Key Solar Panel Ingredient Is Made in the U.S.A. Again

A factory in Moses Lake, Wash., that shut down in 2019 will soon resume shipping a critical ingredient used in most solar panels that for years has been made almost exclusively in China.

The revival of the factory, which is owned by REC Silicon, could help achieve a longstanding goal of many American lawmakers and energy executives to re-establish a complete domestic supply chain for solar panels and reduce the world’s reliance on plants in China and Southeast Asia.
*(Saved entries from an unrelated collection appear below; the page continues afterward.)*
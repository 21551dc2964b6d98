//! RPS receiver
//!
//! A task reads frames off the UART and keeps the latest pose in a
//! critical-section mutex. The control task reads that snapshot through
//! [`SharedRps`]. A snapshot older than [`STALE_AFTER`] is reported as a lost
//! signal, the same as the RPS sending its own lost sentinel.

use core::cell::Cell;

use course_robot::system::{hardware::PositionSensor, pose::RobotPose, rps_frame::FrameAssembler};
use defmt::{debug, warn};
use embassy_rp::uart::{Config, UartRx};
use embassy_sync::blocking_mutex::{raw::CriticalSectionRawMutex, Mutex};
use embassy_time::{Duration, Instant};

use super::resources::{Irqs, RpsResources};

/// RPS radio baud rate
const BAUD_RATE: u32 = 9_600;

/// Longest frame accepted, terminator excluded
const MAX_FRAME_LEN: usize = 48;

/// Age at which the last frame no longer counts as a reading
pub const STALE_AFTER: Duration = Duration::from_millis(500);

/// Latest pose and when it arrived
static LATEST: Mutex<CriticalSectionRawMutex, Cell<(RobotPose, Instant)>> =
    Mutex::new(Cell::new((RobotPose::lost(), Instant::from_ticks(0))));

/// Position sensor backed by the receive task's snapshot
pub struct SharedRps;

impl PositionSensor for SharedRps {
    fn x(&mut self) -> f32 {
        self.pose().x
    }

    fn y(&mut self) -> f32 {
        self.pose().y
    }

    fn heading(&mut self) -> f32 {
        self.pose().heading
    }

    fn pose(&mut self) -> RobotPose {
        let (pose, received) = LATEST.lock(|latest| latest.get());
        if Instant::now().saturating_duration_since(received) > STALE_AFTER {
            RobotPose::lost()
        } else {
            pose
        }
    }
}

#[embassy_executor::task]
pub async fn receive(r: RpsResources) {
    let mut config = Config::default();
    config.baudrate = BAUD_RATE;
    let mut rx = UartRx::new(r.uart, r.rx_pin, Irqs, r.rx_dma, config);

    let mut assembler = FrameAssembler::<MAX_FRAME_LEN>::new();
    let mut byte = [0u8; 1];

    loop {
        if rx.read(&mut byte).await.is_err() {
            warn!("RPS uart read error");
            continue;
        }
        match assembler.push(byte[0]) {
            Some(Ok(pose)) => {
                debug!("RPS {:?}", pose);
                LATEST.lock(|latest| latest.set((pose, Instant::now())));
            }
            Some(Err(e)) => warn!("RPS dropped frame: {:?}", e),
            None => {}
        }
    }
}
REC Silicon reopened the factory, which makes polysilicon, the building block for the large majority of solar panels, in November in partnership with Hanwha Qcells, a South Korean company that is investing billions of dollars in U.S. solar panel production. As part of the deal, Hanwha this month said it has become the largest shareholder in REC Silicon, which is based in Norway.
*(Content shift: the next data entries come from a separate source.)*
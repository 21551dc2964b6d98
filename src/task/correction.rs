//! Closed-loop position correction against the RPS
//!
//! Open-loop moves drift. After each one the robot reads its absolute pose,
//! compares one axis against a target and nudges itself until the reading sits
//! inside the tolerance band.
//!
//! # Direction
//! - X and Y: forward while the reading is short of the goal, backward once it
//!   is past it. The robot is expected to face along the positive axis.
//! - Heading: the signed error `current - target` is wrapped into
//!   `(-180, 180]`. A positive error turns clockwise (right), a negative one
//!   counterclockwise (left). The exact half-turn turns clockwise.
//!
//! # Disciplines
//! See [`PollingDiscipline`]. Pulses and polls both draw on the same step
//! budget. Waiting out a lost signal does not.
//!
//! # Lost signal
//! A reading with negative X stops every motor at once. The robot then holds
//! and re-reads on its own budget. When the signal returns the correction picks
//! up where it left off.

use embassy_time::Duration;
use embedded_hal_async::delay::DelayNs;

use crate::system::{
    budget::{wait, Budget, Exhausted},
    config::PollingDiscipline,
    drive_command::{Direction, DriveCommand, Rotation},
    error::{Error, Result},
    hardware::{DriveMotor, Photocell, PositionSensor, WheelEncoder},
    pose::RobotPose,
    robot::Robot,
    target::{Axis, Target, Tolerance},
};

/// Which way a correction drives
#[derive(Debug, Clone, Copy, PartialEq, Eq)]
#[cfg_attr(feature = "defmt", derive(defmt::Format))]
pub enum Correction {
    Drive(Direction),
    Turn(Rotation),
}

impl Correction {
    pub fn command(self, power: f32) -> DriveCommand {
        match self {
            Correction::Drive(direction) => DriveCommand::straight(direction, power),
            Correction::Turn(rotation) => DriveCommand::rotate(rotation, power),
        }
    }
}

/// Direction that reduces `error` (`current - goal`) on `axis`
pub fn correction_for(axis: Axis, error: f32) -> Correction {
    match axis {
        Axis::X | Axis::Y if error < 0.0 => Correction::Drive(Direction::Forward),
        Axis::X | Axis::Y => Correction::Drive(Direction::Backward),
        Axis::Heading if error > 0.0 => Correction::Turn(Rotation::Right),
        Axis::Heading => Correction::Turn(Rotation::Left),
    }
}

/// Summary of a successful correction
#[derive(Debug, Clone, Copy, PartialEq)]
#[cfg_attr(feature = "defmt", derive(defmt::Format))]
pub struct CorrectionReport {
    /// Runs in one direction; zero when the robot was already in the band
    pub passes: u32,
    /// Pulses or polls spent
    pub steps: u32,
    /// RPS reads spent waiting for a lost signal
    pub signal_loss_polls: u32,
    /// Error at the final reading
    pub final_error: f32,
}

struct Progress {
    steps: Budget,
    passes: u32,
    signal_loss_polls: u32,
}

impl Progress {
    fn report(&self, final_error: f32) -> CorrectionReport {
        CorrectionReport {
            passes: self.passes,
            steps: self.steps.used(),
            signal_loss_polls: self.signal_loss_polls,
            final_error,
        }
    }
}

/// A valid reading, and whether a signal loss was waited out to get it
struct Sample {
    pose: RobotPose,
    recovered: bool,
}

impl<M, E, P, C, D, S> Robot<M, E, P, C, D, S>
where
    M: DriveMotor,
    E: WheelEncoder,
    P: PositionSensor,
    C: Photocell,
    D: DelayNs,
{
    /// Drive until the RPS reading for `target` lies within `tolerance`
    ///
    /// Returns at once, without moving, when the robot is already in the band.
    /// A goal that is not finite is rejected before anything moves. Motors are
    /// stopped whenever this returns.
    pub async fn correct(&mut self, target: Target, tolerance: Tolerance) -> Result<CorrectionReport> {
        if !target.goal().is_finite() {
            return Err(Error::InvalidConfig);
        }
        let config = self.config.correction;
        let mut progress = Progress {
            steps: Budget::new(config.max_steps),
            passes: 0,
            signal_loss_polls: 0,
        };

        let sample = self.sample(&mut progress.signal_loss_polls).await?;
        let error = target.error(&sample.pose);
        info!("correct {:?} to {} from error {}", target.axis(), target.goal(), error);

        if tolerance.contains(error) {
            return Ok(progress.report(error));
        }

        let result = match config.discipline {
            PollingDiscipline::PulseAndCheck { pulse, settle } => {
                self.pulse_and_check(target, tolerance, error, pulse, settle, &mut progress)
                    .await
            }
            PollingDiscipline::DriveUntilCross { poll_interval } => {
                self.drive_until_cross(target, tolerance, error, poll_interval, &mut progress)
                    .await
            }
        };
        self.drive.stop();

        match &result {
            Ok(report) => info!(
                "correction done: error {} after {} steps in {} passes",
                report.final_error,
                report.steps,
                report.passes
            ),
            Err(e) => warn!("correction failed: {:?}", e),
        }
        result
    }

    pub async fn correct_x(&mut self, x: f32) -> Result<CorrectionReport> {
        let tolerance = self.config.correction.linear_tolerance;
        self.correct(Target::AbsoluteX(x), tolerance).await
    }

    pub async fn correct_y(&mut self, y: f32) -> Result<CorrectionReport> {
        let tolerance = self.config.correction.linear_tolerance;
        self.correct(Target::AbsoluteY(y), tolerance).await
    }

    pub async fn correct_heading(&mut self, degrees: f32) -> Result<CorrectionReport> {
        let tolerance = self.config.correction.heading_tolerance;
        self.correct(Target::Heading(degrees), tolerance).await
    }

    async fn pulse_and_check(
        &mut self,
        target: Target,
        tolerance: Tolerance,
        mut error: f32,
        pulse: Duration,
        settle: Duration,
        progress: &mut Progress,
    ) -> Result<CorrectionReport> {
        let axis = target.axis();
        let power = self.config.correction.power;
        let mut previous = None;

        loop {
            let correction = correction_for(axis, error);
            if previous != Some(correction) {
                progress.passes += 1;
                previous = Some(correction);
                log_direction(axis, correction, error);
            }

            if progress.steps.try_spend().is_err() {
                return Err(Error::TargetNotReached { axis, error });
            }

            self.drive.apply(correction.command(power));
            wait(&mut self.delay, pulse).await;
            self.drive.stop();
            wait(&mut self.delay, settle).await;

            let sample = self.sample(&mut progress.signal_loss_polls).await?;
            error = target.error(&sample.pose);
            trace!("pulse {} error {}", progress.steps.used(), error);

            if tolerance.contains(error) {
                return Ok(progress.report(error));
            }
        }
    }

    async fn drive_until_cross(
        &mut self,
        target: Target,
        tolerance: Tolerance,
        mut error: f32,
        poll_interval: Duration,
        progress: &mut Progress,
    ) -> Result<CorrectionReport> {
        let axis = target.axis();
        let power = self.config.correction.power;

        let mut correction = correction_for(axis, error);
        let mut started_positive = error > 0.0;
        progress.passes = 1;
        log_direction(axis, correction, error);
        self.drive.apply(correction.command(power));

        loop {
            if progress.steps.try_spend().is_err() {
                return Err(Error::TargetNotReached { axis, error });
            }
            wait(&mut self.delay, poll_interval).await;

            let sample = self.sample(&mut progress.signal_loss_polls).await?;
            if sample.recovered {
                // same pass, same direction
                self.drive.apply(correction.command(power));
            }
            error = target.error(&sample.pose);
            trace!("poll {} error {}", progress.steps.used(), error);

            let crossed = error == 0.0 || (error > 0.0) != started_positive;
            if !crossed {
                continue;
            }

            self.drive.stop();
            if tolerance.contains(error) {
                return Ok(progress.report(error));
            }

            // overshot past the band, come back the other way
            correction = correction_for(axis, error);
            started_positive = error > 0.0;
            progress.passes += 1;
            log_direction(axis, correction, error);
            self.drive.apply(correction.command(power));
        }
    }

    /// Read the RPS, holding still until the signal comes back if it is lost
    async fn sample(&mut self, lost_polls: &mut u32) -> Result<Sample> {
        let pose = self.rps.pose();
        if pose.is_valid() {
            return Ok(Sample {
                pose,
                recovered: false,
            });
        }

        self.drive.stop();
        warn!("RPS signal lost, holding");

        let config = self.config.correction;
        let mut hold = Budget::new(config.max_signal_loss_polls);
        loop {
            if let Err(Exhausted { spent }) = hold.try_spend() {
                *lost_polls += spent;
                error!("RPS signal did not come back after {} polls", spent);
                return Err(Error::SignalLost { polls: spent });
            }
            wait(&mut self.delay, config.signal_poll_interval).await;
            let pose = self.rps.pose();
            if pose.is_valid() {
                *lost_polls += hold.used();
                info!("RPS signal back after {} polls", hold.used());
                return Ok(Sample {
                    pose,
                    recovered: true,
                });
            }
        }
    }
}

fn log_direction(axis: Axis, correction: Correction, error: f32) {
    match correction {
        Correction::Drive(Direction::Forward) => debug!("{:?} too short by {}", axis, -error),
        Correction::Drive(Direction::Backward) => debug!("{:?} too far by {}", axis, error),
        Correction::Turn(rotation) => debug!("heading off by {}, turning {:?}", error, rotation),
    }
}

#[cfg(test)]
mod tests {
    use super::*;

    #[test]
    fn linear_axes_drive_toward_the_goal() {
        assert_eq!(correction_for(Axis::X, -2.0), Correction::Drive(Direction::Forward));
        assert_eq!(correction_for(Axis::Y, 0.7), Correction::Drive(Direction::Backward));
    }

    #[test]
    fn heading_sign_picks_the_rotation() {
        // 350 -> 0 is 10 degrees counterclockwise
        assert_eq!(correction_for(Axis::Heading, -10.0), Correction::Turn(Rotation::Left));
        assert_eq!(correction_for(Axis::Heading, 20.0), Correction::Turn(Rotation::Right));
    }

    #[test]
    fn half_turn_tie_turns_clockwise() {
        assert_eq!(correction_for(Axis::Heading, 180.0), Correction::Turn(Rotation::Right));
    }

    #[test]
    fn correction_command_uses_chassis_polarity() {
        let command = Correction::Turn(Rotation::Right).command(15.0);
        assert_eq!(command, DriveCommand::rotate(Rotation::Right, 15.0));
        let command = Correction::Drive(Direction::Forward).command(15.0);
        assert_eq!(command.right_front, -15.0);
    }
}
Executives at the companies say they reopened the factory in part because of incentives for domestic manufacturing in the Inflation Reduction Act, President Biden’s signature climate law. They expressed hope that their decision would also encourage other companies to revive production of a technology that was created in the United States about 70 years ago.

“As a whole, the United States was No. 1,” said Kurt Levens, chief executive of REC Silicon. “People forget that. You need more cell manufacturing that is outside China.”

Factories in China and Southeast Asia produce more than 95 percent of the solar panels that use polysilicon and most of the components that go into those devices. Chinese manufacturers are so dominant that most manufacturers in the United States had stopped producing polysilicon, including REC Silicon.